# arklow shipping



## skiboo (Jul 30, 2011)

like to hear from danny calligher sailed with me on arklow bay 1998 rgds bob angus skiboo


----------



## linglis (Oct 28, 2005)

Are you certain of the spelling of Calligher, where did he come from.?


----------



## dannykelliher08 (Oct 24, 2008)

skiboo said:


> like to hear from danny calligher sailed with me on arklow bay 1998 rgds bob angus skiboo


Hi bob, is it me danny jnr or my my dad danny snr your looking for.
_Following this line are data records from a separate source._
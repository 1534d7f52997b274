use camino::Utf8PathBuf;

use dmo_gilts::domain::{ReportDate, SpreadsheetKind};
use dmo_gilts::workspace::{Workspace, date_from_filename, write_atomic};

#[test]
fn artifact_layout() {
    let workspace = Workspace::new_with_roots(
        Utf8PathBuf::from("/data/downloads"),
        Utf8PathBuf::from("/data/csv_exports"),
    );
    let date: ReportDate = "07/09/2022".parse().unwrap();

    assert_eq!(
        workspace.download_path(&date, SpreadsheetKind::Xls).as_str(),
        "/data/downloads/gilts_in_issue_07-09-2022.xls"
    );
    assert_eq!(
        workspace.download_path(&date, SpreadsheetKind::Xlsx).as_str(),
        "/data/downloads/gilts_in_issue_07-09-2022.xlsx"
    );
    assert_eq!(
        workspace.export_path(&date).as_str(),
        "/data/csv_exports/gilts_in_issue_20220907.csv"
    );
}

#[test]
fn filename_date_inference() {
    let date = date_from_filename("gilts_in_issue_19-03-2025.xlsx").unwrap();
    assert_eq!(date.compact(), "20250319");

    assert!(date_from_filename("gilts_in_issue_latest.xls").is_none());
    assert!(date_from_filename("something_else.csv").is_none());
}

#[test]
fn atomic_write_replaces_prior_content() {
    let temp = tempfile::tempdir().unwrap();
    let target = Utf8PathBuf::from_path_buf(temp.path().join("out.csv")).unwrap();

    write_atomic(&target, b"first\n").unwrap();
    write_atomic(&target, b"second\n").unwrap();

    assert_eq!(std::fs::read(&target).unwrap(), b"second\n");
    // no staging residue next to the target
    let entries: Vec<_> = std::fs::read_dir(temp.path())
        .unwrap()
        .map(|entry| entry.unwrap().file_name().into_string().unwrap())
        .collect();
    assert_eq!(entries, ["out.csv"]);
}
use std::fs::File;
use std::io::{self, Read};
use std::path::Path;
use std::time::Duration;

use reqwest::blocking::Client;
use reqwest::header::{ACCEPT_LANGUAGE, CONTENT_DISPOSITION, CONTENT_TYPE, HeaderMap, HeaderValue, USER_AGENT};
use scraper::{ElementRef, Html, Selector};
use tracing::debug;
use url::Url;

use crate::domain::{ReportDate, SpreadsheetKind};
use crate::error::GiltError;

pub const REPORT_URL_ENV: &str = "DMO_GILTS_URL";
pub const DEFAULT_REPORT_URL: &str = "https://www.dmo.gov.uk/data/pdfdatareport?reportCode=D1A";

/// Visible label of the control that starts the spreadsheet export.
pub const EXPORT_LABEL: &str = "Excel";

const DOWNLOAD_TIMEOUT_SECS: u64 = 60;

/// Accept control of the cookie overlay. `target` is absent when the control
/// is script-bound and carries no submit URL; dismissal is then a no-op for
/// an HTTP session.
#[derive(Debug, Clone)]
pub struct ConsentControl {
    pub target: Option<Url>,
}

#[derive(Debug, Clone, Copy, PartialEq, Eq)]
pub enum ExportMethod {
    Get,
    Post,
}

/// Resolved export control: the request that re-creates pressing it.
#[derive(Debug, Clone, PartialEq)]
pub struct ExportAction {
    pub url: Url,
    pub method: ExportMethod,
    pub form: Vec<(String, String)>,
}

#[derive(Debug, Clone)]
pub struct DownloadInfo {
    pub kind: Option<SpreadsheetKind>,
    pub suggested_name: Option<String>,
    pub bytes: u64,
}

/// Page-interaction adapter for the DMO report page. The HTTP implementation
/// below is the production one; tests substitute mocks.
pub trait DmoClient: Send + Sync {
    fn base_url(&self) -> &Url;
    fn fetch_report_page(&self) -> Result<String, GiltError>;
    fn dismiss_consent(&self, control: &ConsentControl) -> Result<(), GiltError>;
    fn download_export(
        &self,
        action: &ExportAction,
        destination: &Path,
    ) -> Result<DownloadInfo, GiltError>;
}

#[derive(Clone)]
pub struct DmoHttpClient {
    client: Client,
    base_url: Url,
}

impl DmoHttpClient {
    pub fn new(report_url: &str) -> Result<Self, GiltError> {
        let base_url = Url::parse(report_url).map_err(|err| GiltError::Navigation {
            url: report_url.to_string(),
            reason: err.to_string(),
        })?;

        let mut headers = HeaderMap::new();
        headers.insert(
            USER_AGENT,
            HeaderValue::from_str(&format!("dmo-gilts/{}", env!("CARGO_PKG_VERSION")))
                .map_err(|err| GiltError::Filesystem(err.to_string()))?,
        );
        headers.insert(ACCEPT_LANGUAGE, HeaderValue::from_static("en-GB,en;q=0.8"));

        let client = Client::builder()
            .default_headers(headers)
            .cookie_store(true)
            .timeout(Duration::from_secs(DOWNLOAD_TIMEOUT_SECS))
            .build()
            .map_err(|err| GiltError::Navigation {
                url: report_url.to_string(),
                reason: err.to_string(),
            })?;

        Ok(Self { client, base_url })
    }

    pub fn from_env() -> Result<Self, GiltError> {
        match std::env::var(REPORT_URL_ENV) {
            Ok(value) if !value.trim().is_empty() => Self::new(value.trim()),
            _ => Self::new(DEFAULT_REPORT_URL),
        }
    }

    fn request_error(url: &Url, err: reqwest::Error) -> GiltError {
        if err.is_timeout() {
            GiltError::DownloadTimeout(DOWNLOAD_TIMEOUT_SECS)
        } else {
            GiltError::Navigation {
                url: url.to_string(),
                reason: err.to_string(),
            }
        }
    }

    fn body_error(url: &Url, err: io::Error) -> GiltError {
        if err.kind() == io::ErrorKind::TimedOut {
            GiltError::DownloadTimeout(DOWNLOAD_TIMEOUT_SECS)
        } else {
            GiltError::Navigation {
                url: url.to_string(),
                reason: err.to_string(),
            }
        }
    }
}

impl DmoClient for DmoHttpClient {
    fn base_url(&self) -> &Url {
        &self.base_url
    }

    fn fetch_report_page(&self) -> Result<String, GiltError> {
        let response = self
            .client
            .get(self.base_url.clone())
            .send()
            .map_err(|err| Self::request_error(&self.base_url, err))?;
        if !response.status().is_success() {
            let status = response.status().as_u16();
            let message = response
                .text()
                .unwrap_or_else(|_| "report page request failed".to_string());
            return Err(GiltError::PageStatus { status, message });
        }
        response
            .text()
            .map_err(|err| Self::request_error(&self.base_url, err))
    }

    fn dismiss_consent(&self, control: &ConsentControl) -> Result<(), GiltError> {
        let Some(target) = &control.target else {
            debug!("consent control is script-bound; relying on session cookies");
            return Ok(());
        };
        let response = self
            .client
            .get(target.clone())
            .send()
            .map_err(|err| Self::request_error(target, err))?;
        if !response.status().is_success() {
            return Err(GiltError::PageStatus {
                status: response.status().as_u16(),
                message: "consent acceptance rejected".to_string(),
            });
        }
        Ok(())
    }

    fn download_export(
        &self,
        action: &ExportAction,
        destination: &Path,
    ) -> Result<DownloadInfo, GiltError> {
        let request = match action.method {
            ExportMethod::Get => {
                let mut url = action.url.clone();
                if !action.form.is_empty() {
                    url.query_pairs_mut().extend_pairs(action.form.iter().map(
                        |(name, value)| (name.as_str(), value.as_str()),
                    ));
                }
                self.client.get(url)
            }
            ExportMethod::Post => self.client.post(action.url.clone()).form(&action.form),
        };

        let mut response = request
            .send()
            .map_err(|err| Self::request_error(&action.url, err))?;
        if !response.status().is_success() {
            let status = response.status().as_u16();
            let message = response
                .text()
                .unwrap_or_else(|_| "export request failed".to_string());
            return Err(GiltError::PageStatus { status, message });
        }

        let kind = response
            .headers()
            .get(CONTENT_TYPE)
            .and_then(|value| value.to_str().ok())
            .and_then(kind_from_content_type);
        let suggested_name = response
            .headers()
            .get(CONTENT_DISPOSITION)
            .and_then(|value| value.to_str().ok())
            .and_then(filename_from_disposition);

        let mut file =
            File::create(destination).map_err(|err| GiltError::Filesystem(err.to_string()))?;
        let bytes = io::copy(&mut response, &mut file)
            .map_err(|err| Self::body_error(&action.url, err))?;

        Ok(DownloadInfo {
            kind,
            suggested_name,
            bytes,
        })
    }
}

fn kind_from_content_type(value: &str) -> Option<SpreadsheetKind> {
    let value = value.to_lowercase();
    if value.contains("spreadsheetml") || value.contains("officedocument") {
        Some(SpreadsheetKind::Xlsx)
    } else if value.contains("ms-excel") || value.contains("msexcel") {
        Some(SpreadsheetKind::Xls)
    } else {
        None
    }
}

fn filename_from_disposition(value: &str) -> Option<String> {
    let (_, rest) = value.split_once("filename=")?;
    let name = rest.split(';').next()?.trim().trim_matches('"');
    if name.is_empty() {
        None
    } else {
        Some(name.to_string())
    }
}

const ACCEPT_PHRASES: &[&str] = &[
    "accept",
    "accept all",
    "accept cookies",
    "accept all cookies",
    "i accept",
    "ok",
    "agree",
    "i agree",
    "allow all",
];

const OVERLAY_SELECTORS: &[&str] = &[
    "#onetrust-banner-sdk",
    "#onetrust-consent-sdk",
    "#cookie-banner",
    ".cookie-banner",
];

fn control_selector() -> Selector {
    Selector::parse("a, button, input[type=submit], input[type=button]")
        .expect("valid control selector")
}

fn visible_label(element: &ElementRef) -> String {
    if element.value().name() == "input" {
        element.value().attr("value").unwrap_or_default().to_string()
    } else {
        element.text().collect::<String>()
    }
}

fn normalized_label(label: &str) -> String {
    label
        .split_whitespace()
        .collect::<Vec<_>>()
        .join(" ")
        .to_lowercase()
}

fn is_accept_control(element: &ElementRef) -> bool {
    if element.value().attr("id") == Some("onetrust-accept-btn-handler") {
        return true;
    }
    if let Some(class) = element.value().attr("class") {
        if class.contains("cookie-accept") || class.contains("accept-cookies") {
            return true;
        }
    }
    let label = normalized_label(&visible_label(element));
    ACCEPT_PHRASES.contains(&label.as_str())
}

fn ancestor_form<'a>(element: &ElementRef<'a>) -> Option<ElementRef<'a>> {
    element
        .ancestors()
        .filter_map(ElementRef::wrap)
        .find(|ancestor| ancestor.value().name() == "form")
}

fn anchor_target(element: &ElementRef, base: &Url) -> Option<Url> {
    let href = element.value().attr("href")?.trim();
    if href.is_empty() || href == "#" || href.starts_with("javascript:") {
        return None;
    }
    base.join(href).ok()
}

fn control_target(element: &ElementRef, base: &Url) -> Option<Url> {
    if element.value().name() == "a" {
        return anchor_target(element, base);
    }
    let form = ancestor_form(element)?;
    match form.value().attr("action").map(str::trim) {
        Some(action) if !action.is_empty() => base.join(action).ok(),
        _ => Some(base.clone()),
    }
}

/// Locate the cookie overlay's accept control. `Ok(None)` means no overlay is
/// present, which is not an error; an overlay without an accept control is.
pub fn find_consent_control(html: &str, base: &Url) -> Result<Option<ConsentControl>, GiltError> {
    let document = Html::parse_document(html);
    let controls = control_selector();

    for element in document.select(&controls) {
        if is_accept_control(&element) {
            return Ok(Some(ConsentControl {
                target: control_target(&element, base),
            }));
        }
    }

    for raw in OVERLAY_SELECTORS {
        let selector = Selector::parse(raw).expect("valid overlay selector");
        if document.select(&selector).next().is_some() {
            return Err(GiltError::ConsentControlNotFound);
        }
    }
    Ok(None)
}

/// Locate the export control by its visible label and resolve it to the
/// request that re-creates pressing it. For a form control the form's fields
/// are collected the way a browser would submit them, with the report date
/// filled into any date field the form carries.
pub fn find_export_action(
    html: &str,
    base: &Url,
    date: &ReportDate,
) -> Result<ExportAction, GiltError> {
    let document = Html::parse_document(html);
    let controls = control_selector();
    let inputs = Selector::parse("input").expect("valid input selector");

    for element in document.select(&controls) {
        let label = normalized_label(&visible_label(&element));
        if !label.contains(&EXPORT_LABEL.to_lowercase()) {
            continue;
        }

        if element.value().name() == "a" {
            if let Some(url) = anchor_target(&element, base) {
                return Ok(ExportAction {
                    url,
                    method: ExportMethod::Get,
                    form: Vec::new(),
                });
            }
            continue;
        }

        let Some(form) = ancestor_form(&element) else {
            continue;
        };
        let url = match form.value().attr("action").map(str::trim) {
            Some(action) if !action.is_empty() => {
                base.join(action).map_err(|err| GiltError::Navigation {
                    url: action.to_string(),
                    reason: err.to_string(),
                })?
            }
            _ => base.clone(),
        };
        let method = match form.value().attr("method") {
            Some(value) if value.eq_ignore_ascii_case("post") => ExportMethod::Post,
            _ => ExportMethod::Get,
        };
        let mut fields = form_fields(&form, &element, &inputs);
        apply_report_date(&mut fields, date);
        return Ok(ExportAction {
            url,
            method,
            form: fields,
        });
    }

    Err(GiltError::ExportControlNotFound(EXPORT_LABEL.to_string()))
}

fn form_fields(
    form: &ElementRef,
    clicked: &ElementRef,
    inputs: &Selector,
) -> Vec<(String, String)> {
    let mut fields = Vec::new();
    for input in form.select(inputs) {
        let kind = input
            .value()
            .attr("type")
            .unwrap_or("text")
            .to_ascii_lowercase();
        let is_clicked = input.id() == clicked.id();
        match kind.as_str() {
            "submit" | "button" | "image" | "reset" if !is_clicked => continue,
            "checkbox" | "radio" if input.value().attr("checked").is_none() => continue,
            _ => {}
        }
        let Some(name) = input.value().attr("name") else {
            continue;
        };
        let value = input.value().attr("value").unwrap_or_default();
        fields.push((name.to_string(), value.to_string()));
    }
    fields
}

fn apply_report_date(fields: &mut [(String, String)], date: &ReportDate) {
    for (name, value) in fields.iter_mut() {
        if name.to_lowercase().contains("date") {
            *value = date.to_string();
        }
    }
}

const OLE2_MAGIC: [u8; 8] = [0xD0, 0xCF, 0x11, 0xE0, 0xA1, 0xB1, 0x1A, 0xE1];
const ZIP_MAGIC: [u8; 4] = [0x50, 0x4B, 0x03, 0x04];

/// Check a downloaded file's leading bytes. The DMO's bot protection serves
/// an HTML interstitial with a 200 status, so the content type alone cannot
/// be trusted.
pub fn sniff_spreadsheet(path: &Path) -> Result<SpreadsheetKind, GiltError> {
    let mut file = File::open(path).map_err(|err| GiltError::Filesystem(err.to_string()))?;
    let mut head = [0u8; 512];
    let read = file
        .read(&mut head)
        .map_err(|err| GiltError::Filesystem(err.to_string()))?;
    let head = &head[..read];

    if head.starts_with(&OLE2_MAGIC) {
        return Ok(SpreadsheetKind::Xls);
    }
    if head.starts_with(&ZIP_MAGIC) {
        return Ok(SpreadsheetKind::Xlsx);
    }

    let text = String::from_utf8_lossy(head).to_lowercase();
    if text.trim_start().starts_with('<') || text.contains("<html") || text.contains("<!doctype") {
        return Err(GiltError::UnsupportedDownload(
            "server returned an HTML page (bot protection may be active)".to_string(),
        ));
    }
    Err(GiltError::UnsupportedDownload(
        "unrecognised leading bytes".to_string(),
    ))
}

#[cfg(test)]
mod tests {
    use super::*;

    #[test]
    fn content_type_mapping() {
        assert_eq!(
            kind_from_content_type("application/vnd.ms-excel"),
            Some(SpreadsheetKind::Xls)
        );
        assert_eq!(
            kind_from_content_type(
                "application/vnd.openxmlformats-officedocument.spreadsheetml.sheet"
            ),
            Some(SpreadsheetKind::Xlsx)
        );
        assert_eq!(kind_from_content_type("text/html"), None);
    }

    #[test]
    fn disposition_filename() {
        assert_eq!(
            filename_from_disposition("attachment; filename=\"D1A.xls\""),
            Some("D1A.xls".to_string())
        );
        assert_eq!(filename_from_disposition("inline"), None);
    }
}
We were both on the bay in 98


----------



## skiboo (Jul 30, 2011)

danny i think it was your dad that sailed with me he went to work on bunker barges big mick was mate with us he took a video going down the bay which i still have today i have been retired now 10 years have you ever heard from peter cruise sorry about spelling your name wrong rgds bob angus


----------



## dannykelliher08 (Oct 24, 2008)

skiboo said:


> danny i think it was your dad that sailed with me he went to work on bunker barges big mick was mate with us he took a video going down the bay which i still have today i have been retired now 10 years have you ever heard from peter cruise sorry about spelling your name wrong rgds bob angus


Ill private message you my dads private number bob, give him a call


----------



## dannygrit (Feb 13, 2009)

hi bob nice to here you im on a tug coastal towing the tugs name is osprey boxer give us a number and ill get in touch regs danny


----------